Within the gallery space, Feast revealed eighty years worth of “radical hospitality”: that is, the use of food and food serving as an artistic medium to engage the viewer in a way that a traditional painting or sculpture never could. Felix Gonzalez-Torres’s Untitled (Portrait of Ross in L.A.), an amorphous sculpture comprised of hundreds of pieces of individually wrapped candy, is designed as an interactive exhibit in which the viewer is welcome to take a piece of candy from the pile. At exactly 150 pounds, the sculpture is the same weight as the artist’s lover, Ross, before he contracted and eventually died of AIDS. By taking (and even more, consuming) a piece of the sculpture, viewers effectually absorb an element of Ross, both immortalizing him and depleting his “life” in the same way the disease did, until the pile empties and is replaced with an entirely new pile. In a sense, through this viewer participation by consumption, Felix-Gonzalez’s lover lives forever.

Other exhibits included photos of Bonnie Sherk’s Public Lunch, a performance piece done at the San Francisco Zoo in 1971 where the artist inhabited a cage adjacent to a live tiger. While the artist went about typical domestic activities, like sleeping, writing letters, and eating prepared meals, the tiger devoured its daily helpings of raw flesh. This startling juxtaposition invoke serious questions about our own efforts to “humanize” food and food consumption and its status as a basic necessity for all living things, regardless of the means and modes of its preparation.

Another room in the gallery featured photos of Al’s Café, a 1969 public installation and participatory artwork that doubled as a classic American diner. Allen Ruppersberg, the artist, served coffee and other “short-order” food that doubled as improvised sculpture. During its short lifespan, it served as a casual meeting place for local artists, blurring the lines between art and food even further.

That night, I left Feast with a full stomach and an entirely revolutionized opinion on what constitutes fine art—which, as far as I’m concerned, means both a three-foot fish sculpture made entirely of butter and a plate of pita bread and hummus.
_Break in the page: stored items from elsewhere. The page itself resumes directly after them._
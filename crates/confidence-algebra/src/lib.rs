#![forbid(unsafe_code)]

//! Confidence & Compliance Algebra.
//!
//! Models uncertainty as Jøsang Subjective Logic opinions `(belief,
//! disbelief, uncertainty, base_rate)`, extends them with a GDPR
//! compliance reinterpretation (lawfulness, violation, uncertainty) and
//! regulatory-event operators, and builds a cross-document graph-merge
//! and point-in-time query layer on top.
//!
//! This crate re-exports the public surface of each component crate
//! under its own module so downstream consumers depend on one crate
//! instead of wiring up the workspace themselves. Each module's
//! documentation lives on the originating crate; see `ca-types` for the
//! `Opinion` quadruple at the root of everything else here.

pub mod adapters {
    pub use ca_adapters::*;
}

pub mod algebra {
    pub use ca_algebra::*;
}

pub mod compliance {
    pub use ca_compliance::*;
}

pub mod decay {
    pub use ca_decay::*;
}

pub mod facade {
    pub use ca_facade::*;
}

pub mod inference {
    pub use ca_inference::*;
}

pub mod merge {
    pub use ca_merge::*;
}

pub mod temporal {
    pub use ca_temporal::*;
}

pub mod types {
    pub use ca_types::*;
}

// The opinion core and its operators are reached for on nearly every
// call site; re-export them at the crate root so `confidence_algebra::Opinion`
// and `confidence_algebra::cumulative_fuse` work without a module path.
pub use ca_algebra::{
    AlgebraError, averaging_fuse, conflict_metric, cumulative_fuse, deduce, pairwise_conflict, robust_fuse,
    trust_discount,
};
pub use ca_types::{Opinion, OpinionError};

#[cfg(test)]
mod tests {
    use super::*;

    #[test]
    fn root_reexports_are_usable_without_module_paths() {
        let a = Opinion::new(0.7, 0.1, 0.2, 0.5).unwrap();
        let b = Opinion::new(0.5, 0.3, 0.2, 0.5).unwrap();
        let fused = cumulative_fuse(&[a, b]).unwrap();
        assert!((fused.belief() - 2.0 / 3.0).abs() < 1e-12);
    }

    #[test]
    fn submodules_expose_the_full_component_surface() {
        let opinion = types::Opinion::vacuous();
        let compliance = compliance::ComplianceOpinion::from_opinion(opinion);
        assert_eq!(compliance.uncertainty(), 1.0);
    }
}
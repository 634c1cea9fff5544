use proptest::prelude::*;
use sudb::wire::xml::escape;

const ENTITIES: [&str; 5] = ["&amp;", "&quot;", "&lt;", "&gt;", "&apos;"];

/// Reference inverse of the escaping: substitutions undone in reverse
/// order, the ampersand last.
fn unescape(text: &str) -> String {
    text.replace("&apos;", "'")
        .replace("&gt;", ">")
        .replace("&lt;", "<")
        .replace("&quot;", "\"")
        .replace("&amp;", "&")
}

proptest! {
    #[test]
    fn escape_round_trips(text in "\\PC*") {
        prop_assert_eq!(unescape(&escape(&text)), text);
    }

    #[test]
    fn escaped_text_is_attribute_safe(text in "\\PC*") {
        let escaped = escape(&text);
        prop_assert!(!escaped.contains('"'));
        prop_assert!(!escaped.contains('<'));
        prop_assert!(!escaped.contains('>'));
        prop_assert!(!escaped.contains('\''));
        for (idx, _) in escaped.match_indices('&') {
            prop_assert!(
                ENTITIES.iter().any(|e| escaped[idx..].starts_with(e)),
                "bare ampersand at {} in {:?}",
                idx,
                escaped
            );
        }
    }
}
What the exhibit boils down to is the social side of food production and consumption: its cultural, social, and personal significances, and how these ideas are reconciled on the streets, in the barracks, or at the dining table. It’s about food’s unique function of fostering social engagement and promoting humanistic pleasure while unifying us with every other living animal by our necessity to consume. Whether a three-course meal or raw slabs of meat, food is fine art, and fine art is food, so dig in.